Dans les croyances populaires, l’Enfer ou le Monde d’En Bas est décrit comme un monde hostile ; il est nécessaire que le mort possède de l’eau et de la nourriture pour son voyage et pour que sa nouvelle existence soit moins morne ; le but étant pour les vivants d’éviter que le défunt ne revienne se manifester sous la forme de mauvais esprit. Les récipients, les coupes à portée de la main, des morceaux de viandes ont été interprétés comme les restes de nourriture partagée entre les vivants et les défunts. La réunion autour d’un défunt permet de reconstituer les relations sociales et de maintenir l’équilibre, vital dans la pensée mésopotamienne ; l’équilibre est d’autant plus fragilisé que le statut du défunt est important. Mais ces hypothèses ne sauraient être l’unique raison de la présence de vaisselle en abondance à l’intérieur de la sépulture.

La typologie de certains récipients (coupes deltoïdes, aiguières, coupes à fruits) a permis d’établir des parallèles avec des activités commensales et des pratiques rituelles ; la double utilisation dans des occasions particulières suppose une valeur « symbolique »2278. Si les rites de libations ont été réellement pratiqués, il était important d’en laisser des traces dans la sépulture ; nous suggérons ainsi que le dépôt de vaisselle est une façon symbolique de perpétuer les gestes rituels réellement ou symboliquement pratiqués.

Le banquet ou le partage de nourriture durant les funérailles, réel ou symbolique entre les vivants, le mort et les divinités est une forme rituelle des réunions commensales, un condensé de représentations symboliques complexes des relations sociales2279.

L’ordre social se justifie dans l’ordre hiérarchique divin ; les dieux sont les garants de l’équilibre social et écologique. Les cérémonies funéraires ont certainement une intention sociale, c’est-à-dire établir une continuité entre le défunt et son successeur : le défunt est intégré dans la communauté des morts (avec l’ensemble des paraphernaux liés à sa fonction) tandis que le nouveau souverain prend sa place. L’enjeu est également d’ordre religieux dans le sens où le successeur est redevable devant les dieux de sa nouvelle position, ainsi que de celle du défunt.

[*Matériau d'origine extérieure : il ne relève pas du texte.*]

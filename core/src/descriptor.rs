//! # Test Descriptor
//!
//! The terminal output of the Test Plan Generator (spec.md §3). Once
//! emitted, a `TestDescriptor` is never consumed by this crate again — only
//! by the external HTTP executor.

use crate::model::ParameterRecord;
use indexmap::IndexMap;
use serde::{Deserialize, Serialize};
use serde_json::Value as JsonValue;

/// How an executor decides whether a test finding is positive. A closed
/// two-value enumeration (spec.md §6 "Filter enumeration"), modeled as a
/// tagged variant per spec.md §9 rather than a stringly-typed field.
#[derive(Debug, Clone, Copy, PartialEq, Eq, Serialize, Deserialize)]
pub enum ResponseFilter {
    /// Positive iff the observed HTTP status is in `success_codes`.
    StatusCodeFilter,
    /// Positive iff the response body matches `response_match_regex`.
    BodyRegexFilter,
}

/// Typed replacement for the source implementation's opaque `args`/`kwargs`
/// passthrough (spec.md §9 "Passthrough args/kwargs"). The only field any
/// generator inspects is `headers`, and only the missing-auth generator
/// mutates it (stripping `Authorization`/`X-Api-Key`).
#[derive(Debug, Clone, Default, PartialEq, Serialize, Deserialize)]
pub struct ExecutionOptions {
    /// Headers to send with the request, carried opaquely except for the
    /// missing-auth generator's stripping pass.
    #[serde(default, skip_serializing_if = "Option::is_none")]
    pub headers: Option<IndexMap<String, String>>,
}

/// A human-facing explanation of what a boolean outcome means for this test.
#[derive(Debug, Clone, PartialEq, Serialize, Deserialize)]
pub struct VulnDetails {
    /// Message shown when the response filter matched (vulnerability found).
    pub on_positive: String,
    /// Message shown when the response filter did not match.
    pub on_negative: String,
}

impl VulnDetails {
    /// Builds a `VulnDetails` from the (true, false) pair used throughout
    /// spec.md §4.3 and the source implementation's `vuln_details` dicts.
    pub fn new(on_positive: impl Into<String>, on_negative: impl Into<String>) -> Self {
        Self {
            on_positive: on_positive.into(),
            on_negative: on_negative.into(),
        }
    }
}

/// The malicious payload a test probes with. Most operations carry a single
/// scalar string; BOLA trailing-slash carries an integer; BOPLA carries the
/// synthesized body parameters it appended.
#[derive(Debug, Clone, PartialEq, Serialize, Deserialize)]
#[serde(untagged)]
pub enum MaliciousPayload {
    /// A single scalar payload (SQLi, OS command, XSS, SSTI, trailing-slash id).
    Scalar(JsonValue),
    /// A sequence of parameters, used by BOPLA and BOLA-path.
    Params(Vec<ParameterRecord>),
    /// No payload (Unsupported HTTP Method Check).
    None,
}

/// A fully materialized request-plus-evaluation-rule bundle (spec.md §3
/// "Test Descriptor"). Field presence is stable across every generator
/// operation: every descriptor carries the first ten fields, and exactly
/// one of `success_codes` / `response_match_regex` is meaningfully
/// populated, selected by `response_filter`.
#[derive(Debug, Clone, PartialEq, Serialize, Deserialize)]
pub struct TestDescriptor {
    /// Human-readable test name, e.g. `"SQLi Test"`.
    pub test_name: String,
    /// Fully materialized absolute URL.
    pub url: String,
    /// Base-path-joined path, for grouping descriptors by endpoint.
    pub endpoint: String,
    /// Uppercase HTTP verb.
    pub method: String,
    /// Body parameters, potentially carrying malicious values.
    pub body_params: Vec<ParameterRecord>,
    /// Query parameters, potentially carrying malicious values.
    pub query_params: Vec<ParameterRecord>,
    /// Path parameters, potentially carrying malicious values.
    pub path_params: Vec<ParameterRecord>,
    /// The payload being probed; opaque to the executor beyond logging.
    pub malicious_payload: MaliciousPayload,
    /// Which evaluation rule the executor applies.
    pub response_filter: ResponseFilter,
    /// What a positive/negative outcome means for this test.
    pub vuln_details: VulnDetails,
    /// Populated iff `response_filter == StatusCodeFilter`.
    #[serde(default, skip_serializing_if = "Option::is_none")]
    pub success_codes: Option<Vec<u16>>,
    /// Populated iff `response_filter == BodyRegexFilter`.
    #[serde(default, skip_serializing_if = "Option::is_none")]
    pub response_match_regex: Option<String>,
    /// Executor-bound passthrough options (headers).
    #[serde(default)]
    pub options: ExecutionOptions,
}

#[cfg(test)]
mod tests {
    use super::*;

    #[test]
    fn response_filter_is_exclusive_by_construction() {
        let status_descriptor = TestDescriptor {
            test_name: "x".into(),
            url: "http://h/x".into(),
            endpoint: "/x".into(),
            method: "GET".into(),
            body_params: vec![],
            query_params: vec![],
            path_params: vec![],
            malicious_payload: MaliciousPayload::None,
            response_filter: ResponseFilter::StatusCodeFilter,
            vuln_details: VulnDetails::new("pos", "neg"),
            success_codes: Some(vec![200]),
            response_match_regex: None,
            options: ExecutionOptions::default(),
        };
        assert!(status_descriptor.success_codes.is_some());
        assert!(status_descriptor.response_match_regex.is_none());
    }
}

Il est envisageable que les parures somptueuses, les objets en matériaux précieux, les banquets participent des échanges symboliques, des dons, qui lient les individus et surtout font partie intégrante de la vie sociale dont les relations sont particulièrement soulignées dans les funérailles tant elles sont modifiées pour le défunt d’une part, pour les vivants d’autre part. Dans la pratique du don, le don honore celui qui donne, et gratifie celui qui le reçoit ; la pratique n’est pas égalitaire dans le prestige. Dans le texte d’Ur Nammu aux Enfers, le roi fait les sacrifices, mais ce sont les dieux qui « offrent » le banquet, car ce sont eux qui ont le pouvoir décisionnaire d’accepter le souverain défunt auprès d’eux2280. Il apparaît ainsi que les dons matériels sont destinés à valoriser le prestige des vivants au travers de la personnalité du mort, mais le receveur et le décideur sont les divinités. Godelier souligne à ce propos que l’homme est débiteur envers les dieux, « véritables propriétaires des choses et des biens de ce monde»2281. Selon les principes du don-contre don2282, dans le cas d’un don hiérarchique, le receveur est supérieur au donateur : dans un rapport par nature inégal, entre le roi et ses vassaux ou entre homme et divinités, les dons sont inégaux et la hiérarchie n’est pas renversable. S’il est inégal, l’échange symbolique lie les individus et les divinités dans le but de maintenir le pouvoir, d’assurer un équilibre social avec les parties en présence dans les funérailles, et d’assurer la reproduction sociale. L’hypothèse « du don » dans le contexte funéraire de prestige permet d’ouvrir une autre voie dans l’interprétation du matériel funéraire.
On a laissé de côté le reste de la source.